Justine Souque - 28.09.2015

Culture, Arts et Lettres - Salons - Montréal litérature - bibliothèques usagers - Festival international littérature


À Montréal, l’équipe du FiL (Festival International de Littérature) propose du 24 septembre au 4 octobre une programmation qui met en scène la créativité littéraire québécoise, supervisée par la directrice générale, artistique, et des communications Michelle Corbeil.

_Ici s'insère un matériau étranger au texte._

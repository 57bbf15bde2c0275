//! Opus-Konfiguration und Encoder
//!
//! Der Transcoder-Prozess liefert rohes s16le-PCM, hier wird daraus Opus.
//! Die Konfiguration legt Abtastrate, Kanaele und Frame-Dauer fest und damit
//! auch, wie viele PCM-Bytes die Pipeline pro Frame vom Prozess liest.

use audiopus::{coder::Encoder, Application, Channels, SampleRate as OpusRate};
use bytes::Bytes;
use serde::{Deserialize, Serialize};
use tracing::debug;

use crate::error::{AudioError, AudioResult};

/// Maximale Groesse eines kodierten Opus-Frames
const MAX_FRAME_BYTES: usize = 4000;

// ---------------------------------------------------------------------------
// Opus-Konfiguration
// ---------------------------------------------------------------------------

/// Abtastrate fuer Opus
#[derive(Debug, Default, Clone, Copy, PartialEq, Eq, Serialize, Deserialize)]
#[serde(rename_all = "snake_case")]
pub enum SampleRate {
    /// 16 kHz – Breitband
    Hz16000 = 16000,
    /// 24 kHz – Superbreitband
    Hz24000 = 24000,
    /// 48 kHz – Vollband (Standard der Voice-Transporte)
    #[default]
    Hz48000 = 48000,
}

/// Anzahl der Audio-Kanaele
#[derive(Debug, Default, Clone, Copy, PartialEq, Eq, Serialize, Deserialize)]
#[serde(rename_all = "snake_case")]
pub enum ChannelCount {
    /// Mono (1 Kanal)
    Mono = 1,
    /// Stereo (2 Kanaele) – Standard fuer Radio-Streams
    #[default]
    Stereo = 2,
}

/// Opus-Anwendungsmodus
#[derive(Debug, Default, Clone, Copy, PartialEq, Eq, Serialize, Deserialize)]
#[serde(rename_all = "snake_case")]
pub enum OpusApplication {
    /// Optimiert fuer Sprachverstaendlichkeit
    Voip,
    /// Optimiert fuer Musik
    #[default]
    Audio,
    /// Minimale Verarbeitungsverzoegerung
    RestrictedLowdelay,
}

/// Frame-Dauer in Millisekunden
#[derive(Debug, Default, Clone, Copy, PartialEq, Eq, Serialize, Deserialize)]
#[serde(rename_all = "snake_case")]
pub enum FrameSizeMs {
    Ms10 = 10,
    /// 20 ms – Standard der Voice-Transporte
    #[default]
    Ms20 = 20,
    Ms40 = 40,
    Ms60 = 60,
}

impl FrameSizeMs {
    /// Frame-Dauer als `Duration`
    pub fn dauer(&self) -> std::time::Duration {
        std::time::Duration::from_millis(*self as u64)
    }

    /// Anzahl der Samples pro Kanal und Frame bei gegebener Abtastrate
    pub fn samples_per_frame(&self, sample_rate: SampleRate) -> u32 {
        sample_rate as u32 * (*self as u32) / 1000
    }
}

/// Vollstaendige Opus-Encoder-Konfiguration
#[derive(Debug, Clone, PartialEq, Eq, Serialize, Deserialize)]
#[serde(default)]
pub struct OpusConfig {
    /// Ziel-Bitrate in kbps (6–510)
    pub bitrate_kbps: u16,
    /// Abtastrate
    pub sample_rate: SampleRate,
    /// Anzahl der Kanaele
    pub channels: ChannelCount,
    /// Frame-Dauer
    pub frame_size: FrameSizeMs,
    /// Anwendungsmodus
    pub application: OpusApplication,
    /// Komplexitaet (0–10)
    pub complexity: u8,
    /// Variable Bitrate aktivieren
    pub vbr_enabled: bool,
}

impl Default for OpusConfig {
    fn default() -> Self {
        Self {
            bitrate_kbps: 64,
            sample_rate: SampleRate::Hz48000,
            channels: ChannelCount::Stereo,
            frame_size: FrameSizeMs::Ms20,
            application: OpusApplication::Audio,
            complexity: 10,
            vbr_enabled: true,
        }
    }
}

impl OpusConfig {
    /// Validiert die Konfiguration
    pub fn validieren(&self) -> Result<(), String> {
        if self.bitrate_kbps < 6 || self.bitrate_kbps > 510 {
            return Err(format!(
                "Bitrate muss zwischen 6 und 510 kbps liegen (war: {})",
                self.bitrate_kbps
            ));
        }
        if self.complexity > 10 {
            return Err(format!(
                "Komplexitaet muss zwischen 0 und 10 liegen (war: {})",
                self.complexity
            ));
        }
        Ok(())
    }

    /// Anzahl interleavter i16-Samples pro Frame (alle Kanaele)
    pub fn samples_pro_frame(&self) -> usize {
        self.frame_size.samples_per_frame(self.sample_rate) as usize * self.channels as usize
    }

    /// Anzahl PCM-Bytes (s16le) pro Frame
    pub fn pcm_bytes_pro_frame(&self) -> usize {
        self.samples_pro_frame() * 2
    }
}

// ---------------------------------------------------------------------------
// OpusEncoder
// ---------------------------------------------------------------------------

/// Opus-Encoder: kodiert interleavtes i16-PCM zu Opus-Bytes
pub struct OpusEncoder {
    encoder: Encoder,
    config: OpusConfig,
    samples_pro_frame: usize,
}

impl OpusEncoder {
    /// Erstellt einen neuen Encoder mit der gegebenen Konfiguration
    pub fn new(config: OpusConfig) -> AudioResult<Self> {
        config.validieren().map_err(AudioError::Konfiguration)?;

        let mut encoder = Encoder::new(
            rate_to_audiopus(config.sample_rate),
            channels_to_audiopus(config.channels),
            app_to_audiopus(config.application),
        )
        .map_err(|e| AudioError::CodecFehler(e.to_string()))?;

        encoder
            .set_bitrate(audiopus::Bitrate::BitsPerSecond(
                (config.bitrate_kbps as i32) * 1000,
            ))
            .map_err(|e| AudioError::CodecFehler(e.to_string()))?;

        encoder
            .set_complexity(config.complexity)
            .map_err(|e| AudioError::CodecFehler(e.to_string()))?;

        encoder
            .set_vbr(config.vbr_enabled)
            .map_err(|e| AudioError::CodecFehler(e.to_string()))?;

        let samples_pro_frame = config.samples_pro_frame();

        debug!(
            "OpusEncoder erstellt: {}kbps, {:?}, {:?}, samples_pro_frame={}",
            config.bitrate_kbps, config.sample_rate, config.channels, samples_pro_frame
        );

        Ok(Self {
            encoder,
            config,
            samples_pro_frame,
        })
    }

    /// Kodiert einen interleavten PCM-Frame zu Opus-Bytes
    ///
    /// Die Eingabe muss exakt `samples_pro_frame()` Samples lang sein.
    pub fn encode(&mut self, pcm: &[i16]) -> AudioResult<Bytes> {
        if pcm.len() != self.samples_pro_frame {
            return Err(AudioError::Konfiguration(format!(
                "PCM-Frame muss {} Samples lang sein, war {}",
                self.samples_pro_frame,
                pcm.len()
            )));
        }

        let mut output = vec![0u8; MAX_FRAME_BYTES];
        let written = self
            .encoder
            .encode(pcm, &mut output)
            .map_err(|e| AudioError::CodecFehler(e.to_string()))?;

        output.truncate(written);
        Ok(Bytes::from(output))
    }

    /// Kodiert rohe s16le-Bytes (genau ein Frame)
    pub fn encode_s16le(&mut self, rohdaten: &[u8]) -> AudioResult<Bytes> {
        let pcm: Vec<i16> = rohdaten
            .chunks_exact(2)
            .map(|b| i16::from_le_bytes([b[0], b[1]]))
            .collect();
        self.encode(&pcm)
    }

    /// Gibt die erwartete Frame-Groesse in interleavten Samples zurueck
    pub fn samples_pro_frame(&self) -> usize {
        self.samples_pro_frame
    }

    /// Gibt die aktuelle Konfiguration zurueck
    pub fn config(&self) -> &OpusConfig {
        &self.config
    }
}

// ---------------------------------------------------------------------------
// Konvertierungs-Hilfsfunktionen
// ---------------------------------------------------------------------------

fn rate_to_audiopus(rate: SampleRate) -> OpusRate {
    match rate {
        SampleRate::Hz16000 => OpusRate::Hz16000,
        SampleRate::Hz24000 => OpusRate::Hz24000,
        SampleRate::Hz48000 => OpusRate::Hz48000,
    }
}

fn channels_to_audiopus(ch: ChannelCount) -> Channels {
    match ch {
        ChannelCount::Mono => Channels::Mono,
        ChannelCount::Stereo => Channels::Stereo,
    }
}

fn app_to_audiopus(app: OpusApplication) -> Application {
    match app {
        OpusApplication::Voip => Application::Voip,
        OpusApplication::Audio => Application::Audio,
        OpusApplication::RestrictedLowdelay => Application::LowDelay,
    }
}
//! Prometheus-kompatible Metriken fuer Funkrelais
//!
//! Registrierte Metriken:
//! - `funkrelais_sessions_aktiv` – Gauge: Sessions im Zustand Streaming
//! - `funkrelais_sessions_gesamt` – Counter: Gestartete Sessions
//! - `funkrelais_session_fehler_total` – Counter: Abbau-Ursachen (art)
//! - `funkrelais_audio_frames_total` – Counter: Kodierte Opus-Frames

use anyhow::Result;
use axum::{extract::State, http::StatusCode, response::IntoResponse, routing::get, Router};
use prometheus::{Encoder, IntCounter, IntCounterVec, IntGauge, Opts, Registry, TextEncoder};
use std::sync::Arc;

/// Alle Funkrelais-Prometheus-Metriken
#[derive(Clone)]
pub struct RelayMetriken {
    pub registry: Arc<Registry>,

    pub sessions_aktiv: IntGauge,
    pub sessions_gesamt: IntCounter,
    pub session_fehler_total: IntCounterVec,
    pub audio_frames_total: IntCounter,
}

impl RelayMetriken {
    /// Erstellt und registriert alle Metriken in einer neuen Registry
    pub fn neu() -> Result<Self> {
        let registry = Registry::new();

        let sessions_aktiv = IntGauge::with_opts(Opts::new(
            "funkrelais_sessions_aktiv",
            "Anzahl aktuell streamender Voice-Sessions",
        ))?;
        registry.register(Box::new(sessions_aktiv.clone()))?;

        let sessions_gesamt = IntCounter::with_opts(Opts::new(
            "funkrelais_sessions_gesamt",
            "Gesamtanzahl gestarteter Voice-Sessions",
        ))?;
        registry.register(Box::new(sessions_gesamt.clone()))?;

        let session_fehler_total = IntCounterVec::new(
            Opts::new(
                "funkrelais_session_fehler_total",
                "Abbau-Ursachen von Voice-Sessions",
            ),
            &["art"],
        )?;
        registry.register(Box::new(session_fehler_total.clone()))?;

        let audio_frames_total = IntCounter::with_opts(Opts::new(
            "funkrelais_audio_frames_total",
            "Gesamtanzahl kodierter Opus-Frames",
        ))?;
        registry.register(Box::new(audio_frames_total.clone()))?;

        Ok(Self {
            registry: Arc::new(registry),
            sessions_aktiv,
            sessions_gesamt,
            session_fehler_total,
            audio_frames_total,
        })
    }

    /// Session hat den Zustand Streaming erreicht
    pub fn session_gestartet(&self) {
        self.sessions_aktiv.inc();
        self.sessions_gesamt.inc();
    }

    /// Session aus dem Zustand Streaming abgebaut
    pub fn session_beendet(&self, frames: u64) {
        self.sessions_aktiv.dec();
        self.audio_frames_total.inc_by(frames);
    }

    /// Zaehlt eine Abbau-Ursache
    pub fn ursache_zaehlen(&self, art: &str) {
        self.session_fehler_total.with_label_values(&[art]).inc();
    }

    /// Exportiert alle Metriken im Prometheus-Textformat
    pub fn exportieren(&self) -> Result<String> {
        let encoder = TextEncoder::new();
        let metric_families = self.registry.gather();
        let mut buffer = Vec::new();
        encoder.encode(&metric_families, &mut buffer)?;
        Ok(String::from_utf8(buffer)?)
    }
}

/// Axum-Router fuer den `/metrics`-Endpunkt
pub fn metrics_router(metriken: RelayMetriken) -> Router {
    Router::new()
        .route("/metrics", get(metrics_handler))
        .with_state(metriken)
}

async fn metrics_handler(State(metriken): State<RelayMetriken>) -> impl IntoResponse {
    match metriken.exportieren() {
        Ok(text) => (
            StatusCode::OK,
            [(axum::http::header::CONTENT_TYPE, "text/plain; version=0.0.4")],
            text,
        )
            .into_response(),
        Err(err) => {
            tracing::error!("Metriken-Export fehlgeschlagen: {err}");
            StatusCode::INTERNAL_SERVER_ERROR.into_response()
        }
    }
}
//! Konsole – Textbefehle fuer den lokalen Betrieb
//!
//! Jede Zeile ist ein Befehl. `join` und `leave` gehen an den Relay-Dienst,
//! `betreten` und `verlassen` veraendern die lokale Voice-Belegung.

use std::str::FromStr;

use funkrelais_core::{ChannelId, UserId};
use funkrelais_voice::{Antwort, RelayDienst};
use tokio::io::{AsyncBufRead, AsyncBufReadExt, AsyncWrite, AsyncWriteExt};
use tracing::{info, warn};

use crate::lokal::LokalePlattform;

const HILFE: &str = "\
Befehle:
  betreten <benutzer> <kanal>  Benutzer betritt einen Voice-Kanal
  verlassen <benutzer>         Benutzer verlaesst seinen Voice-Kanal
  join <benutzer>              Stream im Kanal des Benutzers starten
  leave <benutzer>             Stream im Kanal des Benutzers beenden
  status                       Belegung und laufende Sessions
  hilfe                        Diese Hilfe
  ende                         Konsole beenden";

/// Ein geparster Konsolenbefehl
#[derive(Debug, Clone, Copy, PartialEq, Eq)]
pub enum Befehl {
    Betreten(UserId, ChannelId),
    Verlassen(UserId),
    Join(UserId),
    Leave(UserId),
    Status,
    Hilfe,
    Ende,
}

impl FromStr for Befehl {
    type Err = String;

    fn from_str(zeile: &str) -> Result<Self, Self::Err> {
        let mut teile = zeile.split_whitespace();
        let name = teile.next().ok_or_else(|| "Leere Eingabe".to_string())?;

        let mut id = |was: &str| -> Result<u64, String> {
            let roh = teile
                .next()
                .ok_or_else(|| format!("{name}: {was} fehlt"))?;
            roh.parse::<u64>()
                .map_err(|_| format!("{name}: ungueltige {was} '{roh}'"))
        };

        let befehl = match name.to_ascii_lowercase().as_str() {
            "betreten" => {
                let benutzer = id("Benutzer-ID")?;
                let kanal = id("Kanal-ID")?;
                Befehl::Betreten(UserId(benutzer), ChannelId(kanal))
            }
            "verlassen" => Befehl::Verlassen(UserId(id("Benutzer-ID")?)),
            "join" => Befehl::Join(UserId(id("Benutzer-ID")?)),
            "leave" => Befehl::Leave(UserId(id("Benutzer-ID")?)),
            "status" => Befehl::Status,
            "hilfe" | "help" | "?" => Befehl::Hilfe,
            "ende" | "quit" | "exit" => Befehl::Ende,
            anderer => return Err(format!("Unbekannter Befehl '{anderer}' (hilfe zeigt alle)")),
        };

        if teile.next().is_some() {
            return Err(format!("{name}: zu viele Argumente"));
        }
        Ok(befehl)
    }
}

/// Liest Befehle bis `ende` oder Eingabeende und schreibt die Antworten
pub async fn ausfuehren<R, W>(
    dienst: &RelayDienst<LokalePlattform>,
    eingabe: R,
    mut ausgabe: W,
) -> std::io::Result<()>
where
    R: AsyncBufRead + Unpin,
    W: AsyncWrite + Unpin,
{
    let mut zeilen = eingabe.lines();

    while let Some(zeile) = zeilen.next_line().await? {
        let zeile = zeile.trim();
        if zeile.is_empty() || zeile.starts_with('#') {
            continue;
        }

        let befehl = match zeile.parse::<Befehl>() {
            Ok(b) => b,
            Err(e) => {
                schreiben(&mut ausgabe, &e).await?;
                continue;
            }
        };

        if befehl == Befehl::Ende {
            break;
        }
        let text = bearbeiten(dienst, befehl).await;
        schreiben(&mut ausgabe, &text).await?;
    }

    ausgabe.flush().await
}

async fn bearbeiten(dienst: &RelayDienst<LokalePlattform>, befehl: Befehl) -> String {
    match befehl {
        Befehl::Betreten(benutzer, kanal) => {
            dienst.plattform().betreten(benutzer, kanal);
            format!("{benutzer} ist jetzt in {kanal}")
        }
        Befehl::Verlassen(benutzer) => match dienst.plattform().verlassen(benutzer) {
            Some(kanal) => format!("{benutzer} hat {kanal} verlassen"),
            None => format!("{benutzer} ist in keinem Voice-Kanal"),
        },
        Befehl::Join(benutzer) => {
            let ergebnis = dienst.join(benutzer).await;
            if let Ok(handle) = &ergebnis {
                // Abbau-Ursache nachtraeglich protokollieren
                let handle = handle.clone();
                tokio::spawn(async move {
                    let zustand = handle.beendet().await;
                    match handle.ursache() {
                        Some(ursache) if !ursache.ist_regulaer() => warn!(
                            kanal = %handle.kanal(),
                            zustand = %zustand,
                            ursache = %Antwort::aus_fehler(&ursache).nachricht,
                            "Session mit Fehler beendet"
                        ),
                        ursache => info!(
                            kanal = %handle.kanal(),
                            zustand = %zustand,
                            frames = handle.frames_gesamt(),
                            ursache = ?ursache.map(|u| u.to_string()),
                            "Session beendet"
                        ),
                    }
                });
            }
            Antwort::aus_join(&ergebnis).nachricht
        }
        Befehl::Leave(benutzer) => Antwort::aus_leave(&dienst.leave(benutzer).await).nachricht,
        Befehl::Status => status(dienst),
        Befehl::Hilfe => HILFE.to_string(),
        Befehl::Ende => String::new(),
    }
}

fn status(dienst: &RelayDienst<LokalePlattform>) -> String {
    let mut zeilen = Vec::new();

    let belegung = dienst.plattform().belegung();
    if belegung.is_empty() {
        zeilen.push("Niemand ist in einem Voice-Kanal.".to_string());
    }
    for (benutzer, kanal) in belegung {
        zeilen.push(format!("{benutzer} -> {kanal}"));
    }

    let sessions = dienst.registry().aktive_sessions();
    zeilen.push(format!("Aktive Sessions: {}", sessions.len()));
    for handle in sessions {
        let statistik = dienst.plattform().statistik(handle.kanal());
        zeilen.push(format!(
            "  {} {} zustand={} gesendet={}",
            handle.kanal(),
            handle.id(),
            handle.zustand(),
            statistik.map(|s| s.frames()).unwrap_or(0)
        ));
    }
    zeilen.join("\n")
}

async fn schreiben<W: AsyncWrite + Unpin>(ausgabe: &mut W, text: &str) -> std::io::Result<()> {
    ausgabe.write_all(text.as_bytes()).await?;
    ausgabe.write_all(b"\n").await?;
    ausgabe.flush().await
}

#[cfg(test)]
mod tests {
    use super::*;
    use funkrelais_voice::SessionKonfig;

    fn dienst() -> RelayDienst<LokalePlattform> {
        RelayDienst::neu(
            LokalePlattform::neu(),
            SessionKonfig::neu("http://127.0.0.1:1/stream"),
            reqwest::Client::new(),
            None,
        )
    }

    async fn sitzung(dienst: &RelayDienst<LokalePlattform>, eingabe: &str) -> String {
        let mut ausgabe = Vec::new();
        ausfuehren(dienst, eingabe.as_bytes(), &mut ausgabe)
            .await
            .unwrap();
        String::from_utf8(ausgabe).unwrap()
    }

    #[test]
    fn befehle_parsen() {
        assert_eq!(
            "betreten 1 20".parse::<Befehl>().unwrap(),
            Befehl::Betreten(UserId(1), ChannelId(20))
        );
        assert_eq!("JOIN 7".parse::<Befehl>().unwrap(), Befehl::Join(UserId(7)));
        assert_eq!("leave 7".parse::<Befehl>().unwrap(), Befehl::Leave(UserId(7)));
        assert_eq!("  status  ".parse::<Befehl>().unwrap(), Befehl::Status);
        assert_eq!("quit".parse::<Befehl>().unwrap(), Befehl::Ende);
    }

    #[test]
    fn fehlerhafte_befehle() {
        assert!("join".parse::<Befehl>().unwrap_err().contains("fehlt"));
        assert!("join abc".parse::<Befehl>().unwrap_err().contains("ungueltige"));
        assert!("status 1".parse::<Befehl>().unwrap_err().contains("zu viele"));
        assert!("tanzen".parse::<Befehl>().unwrap_err().contains("Unbekannter"));
    }

    #[tokio::test]
    async fn join_ohne_voice_kanal() {
        let dienst = dienst();
        let ausgabe = sitzung(&dienst, "join 1\nende\n").await;
        assert_eq!(
            ausgabe.trim(),
            "Voice-Kanal nicht gefunden. Bist du in einem Voice-Kanal?"
        );
        assert_eq!(dienst.registry().anzahl_eintraege(), 0);
    }

    #[tokio::test]
    async fn leave_ohne_session() {
        let dienst = dienst();
        let ausgabe = sitzung(&dienst, "betreten 1 5\nleave 1\n").await;
        let zeilen: Vec<_> = ausgabe.lines().collect();
        assert_eq!(zeilen[0], "user:1 ist jetzt in channel:5");
        assert_eq!(zeilen[1], "In diesem Voice-Kanal laeuft gerade nichts.");
    }

    #[tokio::test]
    async fn ende_stoppt_die_verarbeitung() {
        let dienst = dienst();
        let ausgabe = sitzung(&dienst, "# kommentar\n\nende\nbetreten 1 2\n").await;
        assert!(ausgabe.is_empty());
        assert!(dienst.plattform().belegung().is_empty());
    }

    #[tokio::test]
    async fn status_zeigt_belegung() {
        let dienst = dienst();
        let ausgabe = sitzung(&dienst, "betreten 2 9\nstatus\nverlassen 2\nverlassen 2\n").await;
        assert!(ausgabe.contains("user:2 -> channel:9"));
        assert!(ausgabe.contains("Aktive Sessions: 0"));
        assert!(ausgabe.contains("user:2 hat channel:9 verlassen"));
        assert!(ausgabe.contains("user:2 ist in keinem Voice-Kanal"));
    }
}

Dans ce cadre, plus de 50 évènements sont proposés, la plupart gratuitement : spectacles, expositions, projections, débats, activités ludiques, et remises de prix littéraires... Parmi toutes ces animations, un fil conducteur se distingue : la vocation et l’avenir des bibliothèques. 

 

  

 

 

La couverture du fascicule du FiL (une photographie de l’ancienne bibliothèque de Cincinnati détruite en 1955) illustre bel et bien cette thématique de l’édition 2015, ou plutôt, pour reprendre l’expression de Michelle Corbeil, cette « obsession ».

 

Car il y aurait une double urgence : rappeler à quel point les bibliothèques sont essentielles à la diffusion des savoirs et des émotions, mais aussi tirer l’alarme quant à leur disparition, à l’ère où des sites culturels sont menacés, notamment par les récentes attaques islamiques. 

 

On a suivi le FiL sur trois évènements qui ont valorisé ces enjeux, réunissant professionnels et amoureux du livre : à la Grande Bibliothèque de Montréal, un voyage littéraire et visuel intitulé « Le paradis n’est-il pas une bibliothèque ? » explorant ce lieu en tant que topos de romans et d’œuvres cinématographiques ; une rencontre au Café philosophique à l’ARTVstudio autour de la question provocante « faut-il brûler nos livres ? », ou comment nous pourrions envisager l’objet-livre dans nos bibliothèques privées et publiques. 

 

Et enfin, le rendez-vous de la microbibliothèque du FiL, installée dans les Jardins Gamelin grâce au partenariat entre l’organisme d’innovation sociale Exeko et le FiL, un espace éphémère conçu par Judith Portier afin de favoriser l’accès aux livres et aux ateliers d’écriture à des populations marginalisées. 

 

Aux quatre coins de Montréal, le FiL offre tous les jours au plus grand nombre un projet culturel, certes, mais aussi éminemment citoyen. La ville se transforme alors en une immense et accueillante maison du livre où, pendant toute la semaine, nous vivons au rythme des pages que l’on tourne.